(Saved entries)
****************************************

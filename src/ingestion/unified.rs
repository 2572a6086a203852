//! Unified loading entrypoints.
//!
//! Most callers should use [`load_from_path`] (sample data, files on disk) or [`load_upload`]
//! (an uploaded file's name plus its bytes).
//!
//! - If [`LoadOptions::format`] is `None`, the format is inferred from the file extension.
//! - If a [`super::observability::LoadObserver`] is provided, success/failure/alerts are
//!   reported to it.

use std::fmt;
use std::path::Path;
use std::sync::Arc;

use crate::error::{AnalysisError, AnalysisResult};
use crate::types::DataSet;

use super::csv;
use super::observability::{LoadContext, LoadObserver, LoadSeverity, LoadStats};

/// Supported tabular input formats.
#[derive(Debug, Clone, Copy, PartialEq, Eq)]
pub enum TableFormat {
    /// Comma-separated values, UTF-8, header row.
    Csv,
    /// Spreadsheet/workbook formats (loading is feature-gated behind `excel`).
    Excel,
}

impl TableFormat {
    /// Parse a format from a file extension (case-insensitive).
    pub fn from_extension(ext: &str) -> Option<Self> {
        match ext.to_ascii_lowercase().as_str() {
            "csv" => Some(Self::Csv),
            "xlsx" | "xls" | "xlsm" | "xlsb" | "ods" => Some(Self::Excel),
            _ => None,
        }
    }

    /// Parse a format from a file name such as `marks.xlsx`.
    pub fn from_file_name(name: &str) -> Option<Self> {
        Path::new(name)
            .extension()
            .and_then(|s| s.to_str())
            .and_then(Self::from_extension)
    }
}

/// Options controlling unified loading behavior.
///
/// Use [`Default`] for common cases.
#[derive(Clone)]
pub struct LoadOptions {
    /// If `None`, infer the format from the file extension.
    pub format: Option<TableFormat>,
    /// Spreadsheet sheet to read. `None` reads the first sheet.
    pub sheet: Option<String>,
    /// Optional observer for logging/alerts.
    pub observer: Option<Arc<dyn LoadObserver>>,
    /// Severity threshold at which `on_alert` is invoked.
    pub alert_at_or_above: LoadSeverity,
}

impl fmt::Debug for LoadOptions {
    fn fmt(&self, f: &mut fmt::Formatter<'_>) -> fmt::Result {
        f.debug_struct("LoadOptions")
            .field("format", &self.format)
            .field("sheet", &self.sheet)
            .field("observer_set", &self.observer.is_some())
            .field("alert_at_or_above", &self.alert_at_or_above)
            .finish()
    }
}

impl Default for LoadOptions {
    fn default() -> Self {
        Self {
            format: None,
            sheet: None,
            observer: None,
            alert_at_or_above: LoadSeverity::Critical,
        }
    }
}

/// Load a mark sheet from disk.
///
/// When an observer is configured, this function reports:
///
/// - `on_success` on success, with row/column counts
/// - `on_failure` on failure, with a computed severity
/// - `on_alert` on failure when the computed severity is >= `options.alert_at_or_above`
///
/// # Examples
///
/// ```no_run
/// use marks_analysis::ingestion::{load_from_path, LoadOptions};
///
/// # fn main() -> Result<(), marks_analysis::AnalysisError> {
/// // Uses `.csv` to select CSV loading.
/// let ds = load_from_path("data/sample_marks.csv", &LoadOptions::default())?;
/// println!("rows={}", ds.row_count());
/// # Ok(())
/// # }
/// ```
///
/// Force a format when the file has no (or a misleading) extension:
///
/// ```no_run
/// use marks_analysis::ingestion::{load_from_path, LoadOptions, TableFormat};
///
/// # fn main() -> Result<(), marks_analysis::AnalysisError> {
/// let opts = LoadOptions {
///     format: Some(TableFormat::Csv),
///     ..Default::default()
/// };
/// let ds = load_from_path("marks_export", &opts)?;
/// println!("rows={}", ds.row_count());
/// # Ok(())
/// # }
/// ```
pub fn load_from_path(path: impl AsRef<Path>, options: &LoadOptions) -> AnalysisResult<DataSet> {
    let path = path.as_ref();
    let format = match options.format {
        Some(f) => f,
        None => infer_format_from_path(path)?,
    };

    let ctx = LoadContext {
        source: path.display().to_string(),
        format,
    };

    let result = match format {
        TableFormat::Csv => csv::load_csv_from_path(path),
        TableFormat::Excel => load_excel_path_dispatch(path, options.sheet.as_deref()),
    };

    report(options, &ctx, result)
}

/// Load a mark sheet held in memory, in a known format.
pub fn load_from_bytes(
    bytes: &[u8],
    format: TableFormat,
    options: &LoadOptions,
) -> AnalysisResult<DataSet> {
    let ctx = LoadContext {
        source: "<memory>".to_string(),
        format,
    };
    report(options, &ctx, load_bytes_dispatch(bytes, format, options))
}

/// Load an uploaded file, inferring the format from its name unless `options.format` is set.
pub fn load_upload(
    file_name: &str,
    bytes: &[u8],
    options: &LoadOptions,
) -> AnalysisResult<DataSet> {
    let format = match options.format {
        Some(f) => f,
        None => TableFormat::from_file_name(file_name).ok_or_else(|| {
            AnalysisError::UnsupportedFormat {
                message: format!("cannot infer format from upload name '{file_name}'"),
            }
        })?,
    };
    let ctx = LoadContext {
        source: file_name.to_string(),
        format,
    };
    report(options, &ctx, load_bytes_dispatch(bytes, format, options))
}

fn load_bytes_dispatch(
    bytes: &[u8],
    format: TableFormat,
    options: &LoadOptions,
) -> AnalysisResult<DataSet> {
    match format {
        TableFormat::Csv => csv::load_csv_from_bytes(bytes),
        TableFormat::Excel => load_excel_bytes_dispatch(bytes, options.sheet.as_deref()),
    }
}

fn report(
    options: &LoadOptions,
    ctx: &LoadContext,
    result: AnalysisResult<DataSet>,
) -> AnalysisResult<DataSet> {
    if let Some(obs) = options.observer.as_ref() {
        match &result {
            Ok(ds) => obs.on_success(
                ctx,
                LoadStats {
                    rows: ds.row_count(),
                    columns: ds.schema.fields.len(),
                },
            ),
            Err(e) => {
                let sev = severity_for_error(e);
                obs.on_failure(ctx, sev, e);
                if sev >= options.alert_at_or_above {
                    obs.on_alert(ctx, sev, e);
                }
            }
        }
    }
    result
}

fn severity_for_error(e: &AnalysisError) -> LoadSeverity {
    match e {
        AnalysisError::Io(_) => LoadSeverity::Critical,
        AnalysisError::Csv(err) => match err.kind() {
            ::csv::ErrorKind::Io(_) => LoadSeverity::Critical,
            _ => LoadSeverity::Error,
        },
        #[cfg(feature = "excel")]
        AnalysisError::Excel(calamine::Error::Io(_)) => LoadSeverity::Critical,
        #[cfg(feature = "excel")]
        AnalysisError::Excel(_) => LoadSeverity::Error,
        AnalysisError::Malformed { .. }
        | AnalysisError::UnsupportedFormat { .. }
        | AnalysisError::NoSubjectColumns { .. } => LoadSeverity::Error,
        AnalysisError::Export(_) => LoadSeverity::Error,
    }
}

fn infer_format_from_path(path: &Path) -> AnalysisResult<TableFormat> {
    let ext = path
        .extension()
        .and_then(|s| s.to_str())
        .ok_or_else(|| AnalysisError::UnsupportedFormat {
            message: format!(
                "cannot infer format: path has no extension ({})",
                path.display()
            ),
        })?;

    TableFormat::from_extension(ext).ok_or_else(|| AnalysisError::UnsupportedFormat {
        message: format!(
            "cannot infer format from extension '{ext}' for path ({})",
            path.display()
        ),
    })
}

fn load_excel_path_dispatch(path: &Path, sheet: Option<&str>) -> AnalysisResult<DataSet> {
    // Avoid unused warnings when the feature is off.
    let _ = (path, sheet);

    #[cfg(feature = "excel")]
    {
        super::excel::load_excel_from_path(path, sheet)
    }

    #[cfg(not(feature = "excel"))]
    {
        Err(excel_disabled())
    }
}

fn load_excel_bytes_dispatch(bytes: &[u8], sheet: Option<&str>) -> AnalysisResult<DataSet> {
    let _ = (bytes, sheet);

    #[cfg(feature = "excel")]
    {
        super::excel::load_excel_from_bytes(bytes, sheet)
    }

    #[cfg(not(feature = "excel"))]
    {
        Err(excel_disabled())
    }
}

#[cfg(not(feature = "excel"))]
fn excel_disabled() -> AnalysisError {
    AnalysisError::UnsupportedFormat {
        message: "spreadsheet loading not enabled (enable cargo feature 'excel')".to_string(),
    }
}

****************************************

**What you need to do:** From the first line above through the line that contains "use super::csv;", quote each line exactly. Output nothing more.

**Problem solution:**
filename src/ingestion/unified.rs
repository 2572a6086a203852
//! Unified loading entrypoints.
//!
//! Most callers should use [`load_from_path`] (sample data, files on disk) or [`load_upload`]
//! (an uploaded file's name plus its bytes).
//!
//! - If [`LoadOptions::format`] is `None`, the format is inferred from the file extension.
//! - If a [`super::observability::LoadObserver`] is provided, success/failure/alerts are
//!   reported to it.

use std::fmt;
use std::path::Path;
use std::sync::Arc;

use crate::error::{AnalysisError, AnalysisResult};
use crate::types::DataSet;

use super::csv;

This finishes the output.